Lynn also increasingly found support in spiritual community. “I had this sort of vague spirituality,” she says of her life before her diagnosis. As an actor, she embraced the ritualistic lighting of a candle in St. Patrick’s Cathedral before opening night and had always found peace in communal church services. But after her diagnosis, her spiritual practice became more profound as she found herself craving both the peace and the community that it engendered. “It has made a big difference to me. I’ve really kind of entered into it. I love to go to a service. I end feeling peaceful.” She is empowered, she says, by the power that a communal body can have through prayer. “It introduced me to a whole other life; it’s very grounding.”

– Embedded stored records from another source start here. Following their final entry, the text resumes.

//! Area distributions for generated shapes.

use serde::{Deserialize, Serialize};

/// Normal distribution of target areas, clamped to `[min_area, max_area]`,
/// plus the vertex budget of the outline.
#[derive(Clone, Copy, Debug, PartialEq, Serialize, Deserialize)]
pub struct AreaConfig {
    pub mean_area: f64,
    pub std_dev: f64,
    pub min_area: f64,
    pub max_area: f64,
    /// Base vertex count before the fixed bonus of 20 and the floor of 40.
    pub min_vertices: i64,
    /// Random extra vertices drawn from `[0, vertex_variance)`.
    pub vertex_variance: i64,
}

impl AreaConfig {
    pub const CITY: AreaConfig = AreaConfig {
        mean_area: 350_000.0,
        std_dev: 150_000.0,
        min_area: 100_000.0,
        max_area: 800_000.0,
        min_vertices: 24,
        vertex_variance: 12,
    };

    pub const TOWN: AreaConfig = AreaConfig {
        mean_area: 8_000.0,
        std_dev: 3_000.0,
        min_area: 2_000.0,
        max_area: 20_000.0,
        min_vertices: 12,
        vertex_variance: 8,
    };

    pub const REGION: AreaConfig = AreaConfig {
        mean_area: 5_000_000.0,
        std_dev: 2_000_000.0,
        min_area: 1_500_000.0,
        max_area: 12_000_000.0,
        min_vertices: 40,
        vertex_variance: 20,
    };

    /// Clamp a drawn area into this distribution's range.
    pub fn clamp_area(&self, area: f64) -> f64 {
        area.clamp(self.min_area, self.max_area)
    }
}

impl Default for AreaConfig {
    fn default() -> Self {
        Self::CITY
    }
}

#[cfg(test)]
mod tests {
    use super::*;

    #[test]
    fn test_presets_are_ordered() {
        for cfg in [AreaConfig::CITY, AreaConfig::TOWN, AreaConfig::REGION] {
            assert!(cfg.min_area < cfg.mean_area && cfg.mean_area < cfg.max_area);
            assert!(cfg.std_dev > 0.0);
        }
        assert!(AreaConfig::TOWN.max_area < AreaConfig::CITY.mean_area);
        assert!(AreaConfig::CITY.max_area < AreaConfig::REGION.min_area);
    }

    #[test]
    fn test_clamp_area() {
        let town = AreaConfig::TOWN;
        assert_eq!(town.clamp_area(-5.0), 2_000.0);
        assert_eq!(town.clamp_area(1e9), 20_000.0);
        assert_eq!(town.clamp_area(9_000.0), 9_000.0);
    }
}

She has also found that she is especially aware of the comfort of a spiritual community as she travels to perform. “Because of having had cancer, being away in a strange place sometimes I’m a little scared. I know where I am, I know where my feet are on the ground when I’m in New York, when I’m in my home in Connecticut, when I’m with my family and friends; but move me out of any of those situations, and I feel a little tiny tremble of insecurity. What grounds me then is saying, Yes, but there is a family out there, and I can go on Sunday to a service before a matinée, and now I’m part of something and I’m grounded.”
Being grounded, being certain of who she is and what she wants—these are the lessons of Lynn’s journey. “Quite honestly, in many ways it’s the best thing that ever happened to me. It changed my life in all positive ways.” She is clear, she says, that this is the time, this is the place to be in the moment, to treasure the people she loves, to do what she loves, and she’s moving forward on all fronts. “With my own work, I’m busy, busy, busy. But I’m also down in my garden in Connecticut. I take the time. I don’t miss the celebrations. I fly where I need to be, lest it be the last.” And if there has to be a downside, she relents, it’s bittersweet: “The only nonpositive thing about it is the threat that hangs over you. I’m greedy; I would like lots more time. I have lots of things I want to do.”